WHAT TO PRODUCE: Keep every line of the data below that has the string "ConversationReport" and present those lines.

GIVEN DATA:
──────────

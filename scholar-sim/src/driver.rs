//! The simulation driver: a `NotStarted → Running(day, period) → Finished`
//! state machine advanced one tick at a time.
//!
//! ## Tick pipeline
//!
//! 1. every agent (id order) decides where to go
//! 2. the world validates and applies each move
//! 3. agents remember what they did
//! 4. co-located agents at social places form conversation groups
//! 5. prompts are built from memory, then every group's dialogue is
//!    generated concurrently and joined
//! 6. each participant remembers the conversation, in group order
//! 7. on the last period of an auto-save day, every store is saved

use std::collections::{BTreeMap, BTreeSet};
use std::sync::Arc;

use scholar_core::config::PersistenceBackend;
use scholar_core::memory::{MemoryStore, MemorySummary};
use scholar_core::persistence::{self, SnapshotDb};
use scholar_core::{AgentId, LocationInfo, LocationKey, LocationMap, MemoryId, SimTime, WorldState};
use scholar_llm::prompt::format_memories;
use scholar_llm::{ConfiguredGenerator, GenerationRequest, TextGenerator};
use serde::Serialize;
use tokio::task::JoinSet;
use tracing::{Instrument, debug, info, info_span, warn};

use crate::agent::{Agent, Intent};
use crate::config::{PeriodSpec, TownConfig};
use crate::conversation::{self, ConversationGroup, ConversationKind, ConversationPlan, Speaker, Transcript};
use crate::error::{Result, SimError};
use crate::exam::{self, KnowledgeChange, ProbeReport};
use crate::registry::PersonaRegistry;
use crate::schedule::Activity;

/// Where the run is.
#[derive(Debug, Clone, Copy, PartialEq, Eq, Serialize)]
pub enum DriverState {
    /// No tick has run yet.
    NotStarted,
    /// The next tick to run.
    Running {
        /// 1-based day.
        day: u32,
        /// 0-based period.
        period: u32,
    },
    /// Every tick has run.
    Finished,
}

/// An accepted move.
#[derive(Debug, Clone, PartialEq, Eq, Serialize)]
pub struct MoveRecord {
    /// Who moved.
    pub agent: AgentId,
    /// Where from.
    pub from: LocationKey,
    /// Where to.
    pub to: LocationKey,
    /// What the agent went there to do.
    pub activity: String,
    /// The memory behind the decision, if any.
    pub prompted_by: Option<MemoryId>,
}

/// A move the world refused; the agent stayed where it was.
#[derive(Debug, Clone, PartialEq, Eq, Serialize)]
pub struct RejectedMove {
    /// Who tried to move.
    pub agent: AgentId,
    /// The refused destination.
    pub destination: LocationKey,
    /// Why.
    pub reason: String,
}

/// One conversation held during a tick.
#[derive(Debug, Clone, PartialEq, Eq, Serialize)]
pub struct ConversationReport {
    /// Where.
    pub location: LocationKey,
    /// Chat or lesson.
    pub kind: ConversationKind,
    /// Who took part.
    pub participants: Vec<AgentId>,
    /// What it was about.
    pub topic: String,
    /// Lines spoken.
    pub turns: usize,
    /// Lines produced by the fallback template.
    pub fallbacks: usize,
}

/// Outcome of the auto-save step.
#[derive(Debug, Clone, PartialEq, Eq, Serialize)]
#[serde(tag = "status", rename_all = "snake_case")]
pub enum SaveStatus {
    /// Not a save tick.
    NotDue,
    /// Every store was written.
    Saved {
        /// Stores written.
        agents: usize,
    },
    /// Both attempts failed; the run continues in memory.
    Failed {
        /// Last error.
        error: String,
    },
}

/// Everything that happened during one tick.
#[derive(Debug, Clone, Serialize)]
pub struct TickReport {
    /// When.
    pub time: SimTime,
    /// Period name.
    pub period: String,
    /// Accepted moves.
    pub moves: Vec<MoveRecord>,
    /// Refused moves.
    pub rejected_moves: Vec<RejectedMove>,
    /// Agents that could not decide and sat the tick out.
    pub skipped: Vec<AgentId>,
    /// Conversations, in location order.
    pub conversations: Vec<ConversationReport>,
    /// Auto-save outcome.
    pub save: SaveStatus,
}

impl TickReport {
    /// Fallback lines across every conversation of the tick.
    #[must_use]
    pub fn fallbacks(&self) -> usize {
        self.conversations.iter().map(|c| c.fallbacks).sum()
    }
}

/// Counters accumulated over the run.
#[derive(Debug, Clone, Copy, Default, PartialEq, Eq, Serialize)]
pub struct RunTotals {
    /// Ticks executed.
    pub ticks: u64,
    /// Conversations held, lessons included.
    pub conversations: usize,
    /// Conversations that were lessons.
    pub lessons: usize,
    /// Fallback lines.
    pub fallbacks: usize,
    /// Refused moves.
    pub rejected_moves: usize,
    /// Agent-ticks skipped after a failed decision.
    pub skipped: usize,
    /// Auto-saves that failed twice.
    pub failed_saves: usize,
}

──────────

PROBLEM SOLUTION:
pub struct ConversationReport {
    pub conversations: Vec<ConversationReport>,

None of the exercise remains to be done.